Rotisserie chicken with taste of Morocco

#Middlbury #KitchenDiva

(Phil Curry photo)

I love using rotisserie chickens in my recipes when I’m pressed for time. Rotisserie chickens are reasonably priced, convenient, come seasoned in a variety of ways and can be transformed into a multitude of quick and easy main-dish meals. Best of all, if you purchase a plain, roasted chicken, you can use the bones to make a rich, homemade chicken stock or enhance the flavors of pre-packaged stocks or broths, so nothing goes to waste.

Most rotisserie chickens are large enough to serve at least four people as a main course. Or, you can pull the meat from the bones and use it in recipes that call for pre-cooked chicken. Shredded chicken can be used in recipes from salads, sandwiches and soups to enchiladas or chicken pot pies.

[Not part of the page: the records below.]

use super::message::{Message, MessageId, Sender};

/// Транскрипт чата: упорядоченный список сообщений текущей сессии.
///
/// Только добавление. Порядок вставки совпадает с порядком отображения
/// и хронологическим порядком.
#[derive(Debug, Clone, Default, PartialEq, Eq)]
pub struct Transcript {
    messages: Vec<Message>,
}

impl Transcript {
    pub fn new() -> Self {
        Self::default()
    }

    pub fn messages(&self) -> &[Message] {
        &self.messages
    }

    pub fn len(&self) -> usize {
        self.messages.len()
    }

    pub fn is_empty(&self) -> bool {
        self.messages.is_empty()
    }

    pub fn last(&self) -> Option<&Message> {
        self.messages.last()
    }

    /// Добавить сообщение с идентификатором от текущего времени
    pub fn append(&mut self, sender: Sender, text: impl Into<String>) -> &Message {
        self.append_at(sender, text, MessageId::now_millis())
    }

    /// Добавить сообщение, созданное в момент `now_ms`.
    ///
    /// Идентификатор равен `now_ms`, но не меньше предыдущего + 1: два
    /// сообщения в одном тике (или при откате часов) всё равно получают
    /// различные, возрастающие id.
    pub fn append_at(&mut self, sender: Sender, text: impl Into<String>, now_ms: i64) -> &Message {
        let id = match self.messages.last() {
            Some(prev) => now_ms.max(prev.id.value() + 1),
            None => now_ms,
        };
        self.messages
            .push(Message::new(MessageId(id), sender, text.into()));
        &self.messages[self.messages.len() - 1]
    }
}

#[cfg(test)]
mod tests {
    use super::*;

    #[test]
    fn test_append_keeps_insertion_order() {
        let mut t = Transcript::new();
        t.append_at(Sender::User, "Hello", 100);
        t.append_at(Sender::Bot, "Hi!", 200);

        let texts: Vec<&str> = t.messages().iter().map(|m| m.text.as_str()).collect();
        assert_eq!(texts, vec!["Hello", "Hi!"]);
        assert_eq!(t.messages()[0].sender, Sender::User);
        assert_eq!(t.messages()[1].sender, Sender::Bot);
    }

    #[test]
    fn test_ids_distinct_within_same_tick() {
        let mut t = Transcript::new();
        let a = t.append_at(Sender::User, "a", 1_000).id;
        let b = t.append_at(Sender::Bot, "b", 1_000).id;
        let c = t.append_at(Sender::Bot, "c", 1_000).id;
        assert_eq!(a, MessageId(1_000));
        assert!(a < b && b < c);
    }

    #[test]
    fn test_ids_increase_when_clock_goes_back() {
        let mut t = Transcript::new();
        let a = t.append_at(Sender::User, "a", 5_000).id;
        let b = t.append_at(Sender::Bot, "b", 4_000).id;
        assert!(b > a);
    }

    #[test]
    fn test_ids_follow_clock_when_it_advances() {
        let mut t = Transcript::new();
        t.append_at(Sender::User, "a", 10);
        let b = t.append_at(Sender::Bot, "b", 500).id;
        assert_eq!(b, MessageId(500));
    }

    #[test]
    fn test_append_with_wall_clock() {
        let mut t = Transcript::new();
        for i in 0..50 {
            t.append(Sender::User, format!("m{}", i));
        }
        let ids: Vec<MessageId> = t.messages().iter().map(|m| m.id).collect();
        assert!(ids.windows(2).all(|w| w[0] < w[1]));
    }
}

Using a pre-cooked chicken lets you explore new and unusual recipes that would ordinarily take a lot of time to prepare. This recipe for Speedy Mediterranean Chicken is ready in just 30 minutes and imparts all the exotic spices and flavors of the traditional recipe. A rotisserie chicken seasoned with lemon pepper is perfect for this dish.

Photo courtesy of Betty Crocker

The flavors used in this recipe are reminiscent of an exotic Moroccan tagine. A tagine is both a type of heavy clay pot with a domed lid and the dish that is cooked in it. Tagines typically are found in the North African cuisines of Morocco. Most Moroccan tagines combine lamb, chicken or beef with a variety of ingredients and seasonings, including citrus fruits, nuts, honey and pungent spices.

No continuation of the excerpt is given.